→ Task item: Set down only what runs from the line containing "let config = GenerationConfig::empty().with_top_k(Some(40));" through the last line of the data, exactly as it reads.

→ Data to use:

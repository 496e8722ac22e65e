use serde::{Deserialize, Serialize};

/// Default sampling temperature.
pub const DEFAULT_TEMPERATURE: f32 = 0.3;

/// Default nucleus sampling value.
pub const DEFAULT_TOP_P: f32 = 0.95;

/// Default top-k sampling limit.
pub const DEFAULT_TOP_K: u32 = 64;

/// Default maximum tokens per reply.
pub const DEFAULT_MAX_OUTPUT_TOKENS: u32 = 8192;

/// Default MIME type requested for replies.
pub const DEFAULT_RESPONSE_MIME_TYPE: &str = "text/plain";

/// Sampling parameters sent with every request.
///
/// Unset values are omitted from the request so the service applies its
/// own defaults.
#[derive(Debug, Clone, PartialEq, Serialize, Deserialize)]
#[serde(rename_all = "camelCase")]
pub struct GenerationConfig {
    /// Sampling temperature.
    #[serde(skip_serializing_if = "Option::is_none")]
    pub temperature: Option<f32>,

    /// Nucleus sampling probability mass.
    #[serde(skip_serializing_if = "Option::is_none")]
    pub top_p: Option<f32>,

    /// Number of highest-probability tokens considered.
    #[serde(skip_serializing_if = "Option::is_none")]
    pub top_k: Option<u32>,

    /// Maximum tokens in the reply.
    #[serde(skip_serializing_if = "Option::is_none")]
    pub max_output_tokens: Option<u32>,

    /// MIME type of the reply.
    #[serde(skip_serializing_if = "Option::is_none")]
    pub response_mime_type: Option<String>,
}

impl GenerationConfig {
    /// Creates a config with every field unset.
    pub fn empty() -> Self {
        Self {
            temperature: None,
            top_p: None,
            top_k: None,
            max_output_tokens: None,
            response_mime_type: None,
        }
    }

    /// Sets the sampling temperature.
    pub fn with_temperature(mut self, temperature: Option<f32>) -> Self {
        self.temperature = temperature;
        self
    }

    /// Sets the top-p value.
    pub fn with_top_p(mut self, top_p: Option<f32>) -> Self {
        self.top_p = top_p;
        self
    }

    /// Sets the top-k value.
    pub fn with_top_k(mut self, top_k: Option<u32>) -> Self {
        self.top_k = top_k;
        self
    }

    /// Sets the maximum tokens per reply.
    pub fn with_max_output_tokens(mut self, max_output_tokens: Option<u32>) -> Self {
        self.max_output_tokens = max_output_tokens;
        self
    }

    /// Sets the reply MIME type.
    pub fn with_response_mime_type(mut self, mime_type: Option<String>) -> Self {
        self.response_mime_type = mime_type;
        self
    }
}

impl Default for GenerationConfig {
    /// The sampling parameters the tutor was tuned with.
    fn default() -> Self {
        Self {
            temperature: Some(DEFAULT_TEMPERATURE),
            top_p: Some(DEFAULT_TOP_P),
            top_k: Some(DEFAULT_TOP_K),
            max_output_tokens: Some(DEFAULT_MAX_OUTPUT_TOKENS),
            response_mime_type: Some(DEFAULT_RESPONSE_MIME_TYPE.to_string()),
        }
    }
}

#[cfg(test)]
mod tests {
    use super::*;

    #[test]
    fn default_serialization() {
        let json = serde_json::to_value(GenerationConfig::default()).unwrap();
        assert_eq!(
            json,
            serde_json::json!({
                "temperature": 0.3f32,
                "topP": 0.95f32,
                "topK": 64,
                "maxOutputTokens": 8192,
                "responseMimeType": "text/plain",
            })
        );
    }

    #[test]
    fn unset_fields_are_omitted() {
        let config = GenerationConfig::empty().with_top_k(Some(40));
        let json = serde_json::to_string(&config).unwrap();
        assert_eq!(json, r#"{"topK":40}"#);
    }
}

→ Task answer:
        let config = GenerationConfig::empty().with_top_k(Some(40));
        let json = serde_json::to_string(&config).unwrap();
        assert_eq!(json, r#"{"topK":40}"#);
    }
}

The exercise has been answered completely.